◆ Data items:
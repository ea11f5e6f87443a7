use crate::task::Task;

use std::fmt;
use std::future::Future;

use tokio::runtime::Handle as TokioHandle;

/// Concurrency limit used when none is configured.
pub const DEFAULT_CONCURRENCY: usize = 5;

/// Pool name used in logs when none is configured.
pub const DEFAULT_POOL_NAME: &str = "task_pool";

/// Configuration for `TaskPool::create`.
///
/// ```
/// use throttle_pool::PoolConfig;
///
/// let config = PoolConfig::<u32, String>::new()
///   .name("downloads")
///   .concurrency(3)
///   .started(false)
///   .task(|| async { Ok(1) });
/// ```
pub struct PoolConfig<T, E> {
  pub(crate) name: String,
  pub(crate) concurrency: usize,
  pub(crate) started: Option<bool>,
  pub(crate) tasks: Vec<Task<T, E>>,
  pub(crate) runtime: Option<TokioHandle>,
}

impl<T, E> Default for PoolConfig<T, E> {
  fn default() -> Self {
    Self {
      name: DEFAULT_POOL_NAME.to_string(),
      concurrency: DEFAULT_CONCURRENCY,
      started: None,
      tasks: Vec::new(),
      runtime: None,
    }
  }
}

impl<T, E> PoolConfig<T, E> {
  pub fn new() -> Self {
    Self::default()
  }

  pub fn name(mut self, name: impl Into<String>) -> Self {
    self.name = name.into();
    self
  }

  /// Maximum number of tasks running at once. Values below 1 are raised to 1.
  pub fn concurrency(mut self, concurrency: usize) -> Self {
    self.concurrency = concurrency;
    self
  }

  /// Whether the pool admits work as soon as it is created. Defaults to `true`.
  pub fn started(mut self, started: bool) -> Self {
    self.started = Some(started);
    self
  }

  /// Appends one task to the initial queue.
  pub fn task<F, Fut>(mut self, op: F) -> Self
  where
    F: FnOnce() -> Fut + Send + 'static,
    Fut: Future<Output = Result<T, E>> + Send + 'static,
  {
    self.tasks.push(Task::new(op));
    self
  }

  /// Appends already-built tasks to the initial queue, keeping their order.
  pub fn tasks(mut self, tasks: impl IntoIterator<Item = Task<T, E>>) -> Self {
    self.tasks.extend(tasks);
    self
  }

  /// Runtime the pool spawns its tasks on. Defaults to the runtime that is
  /// current when the pool is created.
  pub fn runtime(mut self, handle: TokioHandle) -> Self {
    self.runtime = Some(handle);
    self
  }

  pub(crate) fn resolved_started(&self) -> bool {
    self.started.unwrap_or(true)
  }
}

impl<T, E> fmt::Debug for PoolConfig<T, E> {
  fn fmt(&self, f: &mut fmt::Formatter<'_>) -> fmt::Result {
    f.debug_struct("PoolConfig")
      .field("name", &self.name)
      .field("concurrency", &self.concurrency)
      .field("started", &self.resolved_started())
      .field("tasks", &self.tasks.len())
      .field("runtime_set", &self.runtime.is_some())
      .finish()
  }
}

◆ TASK REQUIREMENTS: Wherever the word "crate" appears in the entries above, copy that line.

◆ ANSWER BELOW:
use crate::task::Task;
  pub(crate) name: String,
  pub(crate) concurrency: usize,
  pub(crate) started: Option<bool>,
  pub(crate) tasks: Vec<Task<T, E>>,
  pub(crate) runtime: Option<TokioHandle>,
  pub(crate) fn resolved_started(&self) -> bool {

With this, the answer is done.